How do we, as Christians, respond to such violence? Murder violates the sixth commandment wherever, and however, it happens. But when children are killed in school, and worshippers are killed in church, we know something incredibly evil is at work in our midst.

Some people pin the evil on the individuals who committed such acts. Others note the prevalence of violence in our movies, video games, and entertainment. Others note that guns are readily available both legally and illegally in our society. While shootings of children draw most of our anger and fear, domestic violence, guns, and gang violence in impoverished neighborhoods are constant sources of death among us.

How should we respond?

First, we must pray. After the Santa Fe shooting, I quickly posted a statement that stated, “I grieve, pray and weep with the families of the victims at Santa Fe High School and others involved.”

Next, we must serve. When the leadership of Aldersgate United Methodist Church learned of the Santa Fe tragedy, the church opened its doors as a place for the Red Cross and law enforcement officials to serve all of those affected. Additionally, United Methodists teachers, students, and school officials have been on the front lines of helping their community respond to the tragedy.

We must give. Aldersgate UMC has set up the Jarod Black Scholarship Fund at the Texas Methodist Foundation to help students with special needs to go to college. Jarod was a United Methodist student killed in the Santa Fe Shooting.

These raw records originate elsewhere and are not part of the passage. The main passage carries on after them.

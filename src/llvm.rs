use llvm_sys::analysis::{LLVMVerifierFailureAction, LLVMVerifyFunction};
use llvm_sys::execution_engine::{self, LLVMExecutionEngineRef, LLVMMCJITCompilerOptions};
use llvm_sys::prelude::*;
use llvm_sys::transforms::{instcombine, scalar, util};
use llvm_sys::{core, target, LLVMRealPredicate};

use super::backend::Backend;
use super::error::{Error, ErrorKind};
use super::jit::{self, Jit, ModuleKey};
use libc::{c_char, c_void};
use std::collections::HashMap;
use std::ffi::{CStr, CString};
use std::fmt;
use std::mem;
use std::ptr;
use std::rc::Rc;

fn cstr(s: &str) -> CString {
    CString::new(s).unwrap_or_default()
}

/// Copies and frees a string LLVM allocated for us.
unsafe fn take_message(msg: *mut c_char) -> String {
    if msg.is_null() {
        return String::new();
    }
    let s = CStr::from_ptr(msg).to_string_lossy().into_owned();
    core::LLVMDisposeMessage(msg);
    s
}

unsafe fn value_name(v: LLVMValueRef) -> String {
    let mut len = 0;
    let name = core::LLVMGetValueName2(v, &mut len);
    if name.is_null() {
        return String::new();
    }
    CStr::from_ptr(name).to_string_lossy().into_owned()
}

/// An LLVM context shared by the backend, its modules and the JIT.
pub(crate) struct Context(LLVMContextRef);

impl Context {
    pub(crate) fn new() -> Rc<Context> {
        Rc::new(Context(unsafe { core::LLVMContextCreate() }))
    }
}

impl Drop for Context {
    fn drop(&mut self) {
        unsafe { core::LLVMContextDispose(self.0) }
    }
}

/// An owned `LLVMModuleRef`, disposed unless handed to the JIT.
pub(crate) struct LlvmModule {
    raw: LLVMModuleRef,
    _context: Rc<Context>,
}

impl LlvmModule {
    fn new(context: &Rc<Context>, name: &CString) -> LlvmModule {
        LlvmModule {
            raw: unsafe { core::LLVMModuleCreateWithNameInContext(name.as_ptr(), context.0) },
            _context: Rc::clone(context),
        }
    }

    fn into_raw(mut self) -> LLVMModuleRef {
        mem::replace(&mut self.raw, ptr::null_mut())
    }
}

impl fmt::Display for LlvmModule {
    fn fmt(&self, f: &mut fmt::Formatter) -> fmt::Result {
        let s = unsafe { take_message(core::LLVMPrintModuleToString(self.raw)) };
        f.write_str(&s)
    }
}

impl Drop for LlvmModule {
    fn drop(&mut self) {
        if !self.raw.is_null() {
            unsafe { core::LLVMDisposeModule(self.raw) }
        }
    }
}

unsafe fn pass_manager(module: LLVMModuleRef) -> LLVMPassManagerRef {
    let fpm = core::LLVMCreateFunctionPassManagerForModule(module);
    util::LLVMAddPromoteMemoryToRegisterPass(fpm);
    instcombine::LLVMAddInstructionCombiningPass(fpm);
    scalar::LLVMAddReassociatePass(fpm);
    scalar::LLVMAddGVNPass(fpm);
    scalar::LLVMAddCFGSimplificationPass(fpm);
    core::LLVMInitializeFunctionPassManager(fpm);
    fpm
}

/// Emits LLVM IR through the C API.
pub(crate) struct LlvmBackend {
    context: Rc<Context>,
    name: CString,
    module: LlvmModule,
    builder: LLVMBuilderRef,
    fpm: LLVMPassManagerRef,
    double_type: LLVMTypeRef,
}

impl LlvmBackend {
    pub(crate) fn new(context: &Rc<Context>, module_name: &str) -> LlvmBackend {
        let name = cstr(module_name);
        let module = LlvmModule::new(context, &name);
        unsafe {
            LlvmBackend {
                builder: core::LLVMCreateBuilderInContext(context.0),
                fpm: pass_manager(module.raw),
                double_type: core::LLVMDoubleTypeInContext(context.0),
                context: Rc::clone(context),
                name,
                module,
            }
        }
    }
}

impl Drop for LlvmBackend {
    fn drop(&mut self) {
        unsafe {
            core::LLVMDisposePassManager(self.fpm);
            core::LLVMDisposeBuilder(self.builder);
        }
    }
}

impl Backend for LlvmBackend {
    type Value = LLVMValueRef;
    type Function = LLVMValueRef;
    type Block = LLVMBasicBlockRef;
    type Slot = LLVMValueRef;
    type Module = LlvmModule;

    fn get_function(&self, name: &str) -> Option<LLVMValueRef> {
        let f = unsafe { core::LLVMGetNamedFunction(self.module.raw, cstr(name).as_ptr()) };
        if f.is_null() {
            None
        } else {
            Some(f)
        }
    }

    fn declare_function(&mut self, name: &str, params: &[String]) -> LLVMValueRef {
        if let Some(f) = self.get_function(name) {
            return f;
        }
        unsafe {
            let mut types = vec![self.double_type; params.len()];
            let fn_type = core::LLVMFunctionType(
                self.double_type,
                types.as_mut_ptr(),
                types.len() as u32,
                0,
            );
            let f = core::LLVMAddFunction(self.module.raw, cstr(name).as_ptr(), fn_type);
            for (i, p) in params.iter().enumerate() {
                let arg = core::LLVMGetParam(f, i as u32);
                core::LLVMSetValueName2(arg, p.as_ptr() as *const c_char, p.len());
            }
            f
        }
    }

    fn count_params(&self, f: LLVMValueRef) -> usize {
        unsafe { core::LLVMCountParams(f) as usize }
    }

    fn param(&self, f: LLVMValueRef, index: usize) -> LLVMValueRef {
        unsafe { core::LLVMGetParam(f, index as u32) }
    }

    fn has_body(&self, f: LLVMValueRef) -> bool {
        unsafe { core::LLVMCountBasicBlocks(f) > 0 }
    }

    fn delete_function(&mut self, f: LLVMValueRef) {
        unsafe { core::LLVMDeleteFunction(f) }
    }

    fn append_block(&mut self, f: LLVMValueRef, name: &str) -> LLVMBasicBlockRef {
        unsafe { core::LLVMAppendBasicBlockInContext(self.context.0, f, cstr(name).as_ptr()) }
    }

    fn position_at_end(&mut self, block: LLVMBasicBlockRef) {
        unsafe { core::LLVMPositionBuilderAtEnd(self.builder, block) }
    }

    fn insert_block(&self) -> LLVMBasicBlockRef {
        unsafe { core::LLVMGetInsertBlock(self.builder) }
    }

    fn build_entry_alloca(&mut self, f: LLVMValueRef, name: &str) -> LLVMValueRef {
        unsafe {
            let tmp = core::LLVMCreateBuilderInContext(self.context.0);
            let entry = core::LLVMGetEntryBasicBlock(f);
            let first = core::LLVMGetFirstInstruction(entry);
            if first.is_null() {
                core::LLVMPositionBuilderAtEnd(tmp, entry);
            } else {
                core::LLVMPositionBuilderBefore(tmp, first);
            }
            let slot = core::LLVMBuildAlloca(tmp, self.double_type, cstr(name).as_ptr());
            core::LLVMDisposeBuilder(tmp);
            slot
        }
    }

    fn build_load(&mut self, slot: LLVMValueRef, name: &str) -> LLVMValueRef {
        unsafe { core::LLVMBuildLoad(self.builder, slot, cstr(name).as_ptr()) }
    }

    fn build_store(&mut self, value: LLVMValueRef, slot: LLVMValueRef) {
        unsafe {
            core::LLVMBuildStore(self.builder, value, slot);
        }
    }

    fn const_f64(&mut self, n: f64) -> LLVMValueRef {
        unsafe { core::LLVMConstReal(self.double_type, n) }
    }

    fn build_fadd(&mut self, lhs: LLVMValueRef, rhs: LLVMValueRef, name: &str) -> LLVMValueRef {
        unsafe { core::LLVMBuildFAdd(self.builder, lhs, rhs, cstr(name).as_ptr()) }
    }

    fn build_fsub(&mut self, lhs: LLVMValueRef, rhs: LLVMValueRef, name: &str) -> LLVMValueRef {
        unsafe { core::LLVMBuildFSub(self.builder, lhs, rhs, cstr(name).as_ptr()) }
    }

    fn build_fmul(&mut self, lhs: LLVMValueRef, rhs: LLVMValueRef, name: &str) -> LLVMValueRef {
        unsafe { core::LLVMBuildFMul(self.builder, lhs, rhs, cstr(name).as_ptr()) }
    }

    fn build_ult_as_f64(&mut self, lhs: LLVMValueRef, rhs: LLVMValueRef) -> LLVMValueRef {
        unsafe {
            let cmp = core::LLVMBuildFCmp(
                self.builder,
                LLVMRealPredicate::LLVMRealULT,
                lhs,
                rhs,
                b"cmptmp\0".as_ptr() as *const _,
            );
            core::LLVMBuildUIToFP(
                self.builder,
                cmp,
                self.double_type,
                b"booltmp\0".as_ptr() as *const _,
            )
        }
    }

    fn build_nonzero(&mut self, value: LLVMValueRef, name: &str) -> LLVMValueRef {
        unsafe {
            let zero = core::LLVMConstReal(self.double_type, 0.0);
            core::LLVMBuildFCmp(
                self.builder,
                LLVMRealPredicate::LLVMRealONE,
                value,
                zero,
                cstr(name).as_ptr(),
            )
        }
    }

    fn build_call(&mut self, f: LLVMValueRef, args: &[LLVMValueRef], name: &str) -> LLVMValueRef {
        let mut args = args.to_vec();
        unsafe {
            core::LLVMBuildCall(
                self.builder,
                f,
                args.as_mut_ptr(),
                args.len() as u32,
                cstr(name).as_ptr(),
            )
        }
    }

    fn build_cond_br(&mut self, cond: LLVMValueRef, then: LLVMBasicBlockRef, els: LLVMBasicBlockRef) {
        unsafe {
            core::LLVMBuildCondBr(self.builder, cond, then, els);
        }
    }

    fn build_br(&mut self, dest: LLVMBasicBlockRef) {
        unsafe {
            core::LLVMBuildBr(self.builder, dest);
        }
    }

    fn build_phi(&mut self, incoming: &[(LLVMValueRef, LLVMBasicBlockRef)], name: &str) -> LLVMValueRef {
        let (mut values, mut blocks): (Vec<_>, Vec<_>) = incoming.iter().cloned().unzip();
        unsafe {
            let phi = core::LLVMBuildPhi(self.builder, self.double_type, cstr(name).as_ptr());
            core::LLVMAddIncoming(
                phi,
                values.as_mut_ptr(),
                blocks.as_mut_ptr(),
                values.len() as u32,
            );
            phi
        }
    }

    fn build_ret(&mut self, value: LLVMValueRef) {
        unsafe {
            core::LLVMBuildRet(self.builder, value);
        }
    }

    fn verify_function(&self, f: LLVMValueRef) -> Result<(), Error> {
        let broken = unsafe {
            LLVMVerifyFunction(f, LLVMVerifierFailureAction::LLVMReturnStatusAction) != 0
        };
        if broken {
            return Err(ErrorKind::Verify(unsafe { value_name(f) }).into());
        }
        Ok(())
    }

    fn optimize_function(&mut self, f: LLVMValueRef) {
        unsafe {
            core::LLVMRunFunctionPassManager(self.fpm, f);
        }
    }

    fn print_function(&self, f: LLVMValueRef) -> String {
        unsafe { take_message(core::LLVMPrintValueToString(f)) }
    }

    fn take_module(&mut self) -> LlvmModule {
        let fresh = LlvmModule::new(&self.context, &self.name);
        unsafe {
            core::LLVMDisposePassManager(self.fpm);
            self.fpm = pass_manager(fresh.raw);
        }
        mem::replace(&mut self.module, fresh)
    }
}

extern "C" fn putchard(x: f64) -> f64 {
    jit::putchard(&[x])
}

extern "C" fn printd(x: f64) -> f64 {
    jit::printd(&[x])
}

fn host_address(name: &str) -> Option<*mut c_void> {
    match name {
        "putchard" => Some(putchard as extern "C" fn(f64) -> f64 as *mut c_void),
        "printd" => Some(printd as extern "C" fn(f64) -> f64 as *mut c_void),
        _ => None,
    }
}

/// Compiles handed-over modules with MCJIT.
pub(crate) struct LlvmJit {
    engine: LLVMExecutionEngineRef,
    modules: HashMap<ModuleKey, LLVMModuleRef>,
    next_key: u32,
    _context: Rc<Context>,
}

impl LlvmJit {
    pub(crate) fn new(context: &Rc<Context>) -> Result<LlvmJit, Error> {
        unsafe {
            if target::LLVM_InitializeNativeTarget() != 0
                || target::LLVM_InitializeNativeAsmPrinter() != 0
            {
                return Err(ErrorKind::Runtime("couldn't initialize the native target".to_owned()).into());
            }
            execution_engine::LLVMLinkInMCJIT();

            let root = LlvmModule::new(context, &cstr("__jit_root")).into_raw();
            let mut options: LLVMMCJITCompilerOptions = mem::zeroed();
            let size = mem::size_of::<LLVMMCJITCompilerOptions>();
            execution_engine::LLVMInitializeMCJITCompilerOptions(&mut options, size);

            let mut engine = ptr::null_mut();
            let mut err = ptr::null_mut();
            if execution_engine::LLVMCreateMCJITCompilerForModule(
                &mut engine,
                root,
                &mut options,
                size,
                &mut err,
            ) != 0
            {
                core::LLVMDisposeModule(root);
                return Err(ErrorKind::Runtime(take_message(err)).into());
            }

            Ok(LlvmJit {
                engine,
                modules: HashMap::new(),
                next_key: 0,
                _context: Rc::clone(context),
            })
        }
    }
}

impl Jit for LlvmJit {
    type Module = LlvmModule;

    fn add_module(&mut self, module: LlvmModule) -> Result<ModuleKey, Error> {
        let raw = module.into_raw();
        unsafe {
            let mut f = core::LLVMGetFirstFunction(raw);
            while !f.is_null() {
                if core::LLVMIsDeclaration(f) != 0 {
                    if let Some(addr) = host_address(&value_name(f)) {
                        execution_engine::LLVMAddGlobalMapping(self.engine, f, addr);
                    }
                }
                f = core::LLVMGetNextFunction(f);
            }
            execution_engine::LLVMAddModule(self.engine, raw);
        }

        let key = ModuleKey(self.next_key);
        self.next_key += 1;
        self.modules.insert(key, raw);
        Ok(key)
    }

    fn remove_module(&mut self, key: ModuleKey) {
        if let Some(raw) = self.modules.remove(&key) {
            unsafe {
                let mut out = ptr::null_mut();
                let mut err = ptr::null_mut();
                if execution_engine::LLVMRemoveModule(self.engine, raw, &mut out, &mut err) == 0 {
                    core::LLVMDisposeModule(out);
                } else {
                    take_message(err);
                }
            }
        }
    }

    fn run_function(&mut self, name: &str) -> Result<f64, Error> {
        let addr = unsafe { execution_engine::LLVMGetFunctionAddress(self.engine, cstr(name).as_ptr()) };
        if addr == 0 {
            return Err(ErrorKind::Runtime(format!("unresolved symbol: {}", name)).into());
        }
        let f: extern "C" fn() -> f64 = unsafe { mem::transmute(addr as usize) };
        Ok(f())
    }
}

impl Drop for LlvmJit {
    fn drop(&mut self) {
        unsafe { execution_engine::LLVMDisposeExecutionEngine(self.engine) }
    }
}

But is there a fourth step? Should we work as a society to find feasible proposals that will make such violence less likely in the future?

Many of our United Methodist people own guns and use them for lawful purposes. Others abhor guns and want to see them reduced or eliminated from private ownership. We are not of one mind, and workable solutions are highly controversial.

Finding an answer won’t be easy, but we have to keep trying. I urge that the question of how we reduce the level of gun violence in our society should be a topic of urgent conversation in as many places as possible.

In the midst of such evil, what would Jesus do?